Having established the context in which the interpretive exercise must occur, Benotto JA turned to the question of whether MAG had custody or control of the Children’s Lawyer’s records. She rejected the adjudicator’s conclusion that the Children’s Lawyer is a branch of MAG, finding (at [99]) that while the Children’s Lawyer is “administratively structured under and has a funding relationship with MAG, they are not connected with respect to her core functions: there is no statutory relationship between the two entities; she does not receive direction from MAG; she does not report to MAG; and her fiduciary duties are to her child clients, not to MAG”. Nor were the records of the Children’s Lawyer within MAG’s custody or control. These records did not contain government information or any information that would advance the goals of government accountability and transparency ([127]). Notably, Benotto JA rejected the Privacy Commissioner’s reliance on the past practice of MAG forwarding certain FIPPA requests to the Children’s Lawyer for response, calling past practice not determinative and adding (at [125]) that “the evolving nature of the functions of the Children’s Lawyer with respect to advancing children’s interests and the voice of the child, particularly in light of the Convention, requires new scrutiny”.

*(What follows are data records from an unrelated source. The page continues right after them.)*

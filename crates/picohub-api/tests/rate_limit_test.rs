mod helpers;

use helpers::auth::{bearer, test_token};
use helpers::fixtures::{skill_package, upload_form};
use helpers::{api_path, setup_test_app_with, TestOptions};
use picohub_core::RateLimitPolicy;

#[tokio::test]
async fn test_download_rate_limit_returns_429() {
    let app = setup_test_app_with(TestOptions {
        download_rate_limit: RateLimitPolicy::per_minute(3),
        ..TestOptions::default()
    })
    .await;
    let client = app.client();

    for i in 0..3 {
        let response = client.get(&api_path("/skills/missing/download")).await;
        assert_eq!(response.status_code(), 404, "request {} should be admitted", i);
        let remaining = response.headers().get("X-RateLimit-Remaining").unwrap();
        assert_eq!(remaining.to_str().unwrap(), (2 - i).to_string());
    }

    let response = client.get(&api_path("/skills/missing/download")).await;
    assert_eq!(response.status_code(), 429);

    let headers = response.headers();
    assert_eq!(headers.get("X-RateLimit-Limit").unwrap(), "3");
    assert_eq!(headers.get("X-RateLimit-Remaining").unwrap(), "0");
    let retry_after: u64 = headers
        .get("Retry-After")
        .expect("Retry-After header")
        .to_str()
        .unwrap()
        .parse()
        .unwrap();
    assert!((1..=60).contains(&retry_after));

    let body: serde_json::Value = response.json();
    assert_eq!(body["code"], "RATE_LIMITED");
}

#[tokio::test]
async fn test_rate_limit_runs_before_authentication() {
    let app = setup_test_app_with(TestOptions {
        upload_rate_limit: RateLimitPolicy::per_minute(2),
        ..TestOptions::default()
    })
    .await;
    let client = app.client();

    for _ in 0..2 {
        let response = client
            .post(&api_path("/skills"))
            .multipart(upload_form(skill_package("anon", "1.0.0")))
            .await;
        assert_eq!(response.status_code(), 401);
    }

    // Budget is spent even for a valid token
    let response = client
        .post(&api_path("/skills"))
        .add_header("Authorization", bearer(&test_token()))
        .multipart(upload_form(skill_package("anon", "1.0.0")))
        .await;
    assert_eq!(response.status_code(), 429);
    assert!(response.headers().get("Retry-After").is_some());
    assert!(app.stored_files().is_empty());
}

#[tokio::test]
async fn test_rate_limit_is_per_client() {
    let app = setup_test_app_with(TestOptions {
        download_rate_limit: RateLimitPolicy::per_minute(1),
        ..TestOptions::default()
    })
    .await;
    let client = app.client();

    let first = client
        .get(&api_path("/skills/missing/download"))
        .add_header("X-Forwarded-For", "203.0.113.10")
        .await;
    assert_eq!(first.status_code(), 404);

    let limited = client
        .get(&api_path("/skills/missing/download"))
        .add_header("X-Forwarded-For", "203.0.113.10")
        .await;
    assert_eq!(limited.status_code(), 429);

    let other_client = client
        .get(&api_path("/skills/missing/download"))
        .add_header("X-Forwarded-For", "203.0.113.11")
        .await;
    assert_eq!(other_client.status_code(), 404);
}

#[tokio::test]
async fn test_upload_and_download_limits_are_independent() {
    let app = setup_test_app_with(TestOptions {
        upload_rate_limit: RateLimitPolicy::per_minute(1),
        download_rate_limit: RateLimitPolicy::per_minute(5),
        ..TestOptions::default()
    })
    .await;
    let client = app.client();

    let upload = client
        .post(&api_path("/skills"))
        .add_header("Authorization", bearer(&test_token()))
        .multipart(upload_form(skill_package("independent", "1.0.0")))
        .await;
    assert_eq!(upload.status_code(), 201);

    let throttled = client
        .post(&api_path("/skills"))
        .add_header("Authorization", bearer(&test_token()))
        .multipart(upload_form(skill_package("independent2", "1.0.0")))
        .await;
    assert_eq!(throttled.status_code(), 429);

    let download = client
        .get(&api_path("/skills/independent/download"))
        .await;
    assert_eq!(download.status_code(), 200);
}
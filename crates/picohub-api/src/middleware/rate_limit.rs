//! Per-route admission control
//!
//! Each limited route class owns a `RouteRateLimit`; requests are keyed by
//! client IP and rejected with 429 before any handler work once the window's
//! budget is spent.

use crate::error::HttpAppError;
use crate::utils::ip_extraction::client_key;
use axum::{
    extract::{ConnectInfo, Request, State},
    http::{header, HeaderMap, HeaderValue},
    middleware::Next,
    response::{IntoResponse, Response},
};
use picohub_core::AppError;
use picohub_infra::{RateDecision, RateLimiter};
use std::net::SocketAddr;
use std::sync::Arc;

/// Limiter plus the request context needed to key it
pub struct RouteRateLimit {
    pub name: &'static str,
    pub limiter: Arc<RateLimiter>,
    pub trusted_proxy_count: usize,
}

impl RouteRateLimit {
    pub fn new(name: &'static str, limiter: Arc<RateLimiter>, trusted_proxy_count: usize) -> Self {
        Self {
            name,
            limiter,
            trusted_proxy_count,
        }
    }
}

fn set_header(headers: &mut HeaderMap, name: &'static str, value: impl ToString) {
    if let Ok(header_value) = HeaderValue::from_str(&value.to_string()) {
        headers.insert(name, header_value);
    }
}

pub async fn rate_limit_middleware(
    State(route): State<Arc<RouteRateLimit>>,
    request: Request,
    next: Next,
) -> Response {
    let socket_addr = request
        .extensions()
        .get::<ConnectInfo<SocketAddr>>()
        .map(|ConnectInfo(addr)| *addr);
    let key = client_key(
        request.headers(),
        socket_addr.as_ref(),
        route.trusted_proxy_count,
    );
    let limit = route.limiter.policy().limit;

    match route.limiter.check(&key).await {
        RateDecision::Allowed { remaining } => {
            let mut response = next.run(request).await;
            set_header(response.headers_mut(), "X-RateLimit-Limit", limit);
            set_header(response.headers_mut(), "X-RateLimit-Remaining", remaining);
            response
        }
        RateDecision::Limited { retry_after } => {
            // Whole seconds, rounded up
            let retry_after_secs =
                (retry_after.as_secs() + u64::from(retry_after.subsec_nanos() > 0)).max(1);
            tracing::warn!(
                route = route.name,
                key = %key,
                path = %request.uri().path(),
                limit,
                retry_after_secs,
                "Rate limit exceeded"
            );

            let mut response =
                HttpAppError(AppError::RateLimited { retry_after_secs }).into_response();
            let headers = response.headers_mut();
            set_header(headers, "X-RateLimit-Limit", limit);
            set_header(headers, "X-RateLimit-Remaining", 0);
            if let Ok(value) = HeaderValue::from_str(&retry_after_secs.to_string()) {
                headers.insert(header::RETRY_AFTER, value);
            }
            response
        }
    }
}
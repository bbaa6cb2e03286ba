use crate::auth::AuthUser;
use crate::constants::UPLOAD_FIELD_NAME;
use crate::error::HttpAppError;
use crate::state::AppState;
use axum::{
    extract::{multipart::MultipartError, Multipart, State},
    http::StatusCode,
    response::IntoResponse,
    Json,
};
use futures::TryStreamExt;
use picohub_core::AppError;
use picohub_services::{IngestError, StorageError};
use std::io;
use std::sync::Arc;
use tokio_util::io::StreamReader;

/// Publish a skill package.
///
/// The `file` field is streamed straight into the admission pipeline; the
/// body is never buffered whole. Other fields are ignored.
#[tracing::instrument(
    skip(state, user, multipart),
    fields(user_id = user.user_id, username = %user.username, operation = "upload_skill")
)]
pub async fn upload_skill(
    State(state): State<Arc<AppState>>,
    user: AuthUser,
    mut multipart: Multipart,
) -> Result<impl IntoResponse, HttpAppError> {
    let max_size_bytes = state.pipeline.storage().max_size_bytes();

    while let Some(field) = multipart
        .next_field()
        .await
        .map_err(|e| multipart_error(e, max_size_bytes))?
    {
        if field.name() != Some(UPLOAD_FIELD_NAME) {
            continue;
        }

        tracing::debug!(
            filename = field.file_name().unwrap_or("<none>"),
            "Receiving skill package"
        );

        let reader = StreamReader::new(field.map_err(io::Error::other));
        tokio::pin!(reader);

        let skill = state
            .pipeline
            .ingest(user.user_id, reader)
            .await
            .map_err(|e| ingest_error(e, max_size_bytes))?;

        return Ok((StatusCode::CREATED, Json(skill)));
    }

    Err(AppError::BadRequest("file is required".to_string()).into())
}

fn too_large(max_size_bytes: u64) -> HttpAppError {
    let limit = StorageError::FileTooLarge {
        limit: max_size_bytes,
    };
    HttpAppError(AppError::PayloadTooLarge(limit.to_string()))
}

fn multipart_error(err: MultipartError, max_size_bytes: u64) -> HttpAppError {
    if err.status() == StatusCode::PAYLOAD_TOO_LARGE {
        return too_large(max_size_bytes);
    }
    HttpAppError(AppError::BadRequest(err.body_text()))
}

/// The request body limit trips inside the multipart stream, so it surfaces
/// as a read failure; report it as the oversized upload it is.
fn ingest_error(err: IngestError, max_size_bytes: u64) -> HttpAppError {
    match err {
        IngestError::Storage(StorageError::SourceRead(ref source))
            if body_limit_exceeded(source) =>
        {
            too_large(max_size_bytes)
        }
        other => other.into(),
    }
}

fn body_limit_exceeded(err: &io::Error) -> bool {
    err.get_ref()
        .and_then(|inner| inner.downcast_ref::<MultipartError>())
        .is_some_and(|e| e.status() == StatusCode::PAYLOAD_TOO_LARGE)
}
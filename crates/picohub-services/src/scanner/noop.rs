use std::path::Path;

use async_trait::async_trait;

use super::{ScanError, ScanReport, Scanner};

/// Pass-through scanner for environments without a scanning engine.
///
/// Every artifact is reported clean, but the report is marked
/// non-authoritative and each call logs a warning.
#[derive(Clone, Copy, Debug, Default)]
pub struct NoopScanner;

#[async_trait]
impl Scanner for NoopScanner {
    async fn scan(&self, path: &Path) -> Result<ScanReport, ScanError> {
        tracing::warn!(
            path = %path.display(),
            "Scan skipped (noop scanner), result is not authoritative"
        );
        Ok(ScanReport {
            clean: true,
            message: "scan skipped (noop scanner)".to_string(),
            authoritative: false,
        })
    }
}

/// Flags every artifact.
#[derive(Clone, Debug)]
pub struct RejectAllScanner {
    reason: String,
}

impl RejectAllScanner {
    pub fn new(reason: impl Into<String>) -> Self {
        Self {
            reason: reason.into(),
        }
    }
}

impl Default for RejectAllScanner {
    fn default() -> Self {
        Self::new("rejected by policy")
    }
}

#[async_trait]
impl Scanner for RejectAllScanner {
    async fn scan(&self, _path: &Path) -> Result<ScanReport, ScanError> {
        Ok(ScanReport::flagged(self.reason.clone()))
    }
}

Scholars of the Convention as a purely international legal instrument may not learn much from this decision. The court’s engagement with the Convention is not (and did not need to be) interpretively profound. The importance of this decision lies in the court’s reliance on the Convention to enable judicial review of an administrative decision and to inform the interpretation of domestic law. In Baker v Canada (Minister of Citizenship and Immigration) [1999] 2 SCR 817, the Supreme Court of Canada declared—wrongly, in my view and others’—that the Convention is unimplemented in Canadian law.* But the court allowed that Canada’s treaty obligations can be a contextual consideration in scrutinizing executive decisions on judicial review. Justice Benotto’s reasoning here rightly ignores Baker’s depiction of the Convention as unimplemented and rightly follows (without citing) Baker’s resort to the Convention as a relevant (perhaps even a mandatory) consideration in judicial review.

The court of appeal’s resort to the Convention here is framed entirely as a contextual analysis and not as an application of the interpretive presumption that statutes conform with Canada’s international obligations. The presumption of conformity is nowhere mentioned in Benotto JA’s reasons. In my view, however, the court’s strong application of the Convention as a contextual factor in statutory interpretation is, in effect, an application of the presumption. The two ideas are closely related. Courts apply the presumption of conformity with international law at the contextual stage of statutory interpretation “in keeping with the international context in which Canadian legislation is enacted”: B010 v. Canada (Citizenship and Immigration) 2015 SCC 58 at [48]; see also [47], [49]. Even without expressly invoking the presumption, Benotto JA’s Convention-informed approach to the FIPPA in this case achieves the presumption’s objective, namely to promote domestic performance of Canada’s obligations under the Convention.


* It is unsafe, particularly in the human rights context, to conclude that a treaty is unimplemented in domestic law merely from the absence of express implementing legislation. As Canada has explained to the UN human rights system:  “It is not the practice in Canada for one single piece of legislation to be enacted incorporating an entire convention on human rights into domestic law, primarily due to the division of jurisdiction between federal and provincial/territorial levels. Rather, many different federal, provincial and territorial laws and policies together serve to implement Canada’s international human rights obligations.” Canada, Core document forming part of the reports of States parties, HRI/CORE/CAN/2013 (28 January 2013). A much superior account of the Convention’s implementation status in Canada can be found in Martinson J’s reasons in BJG v DLG2010 YKSC 44 at paras. 34-6.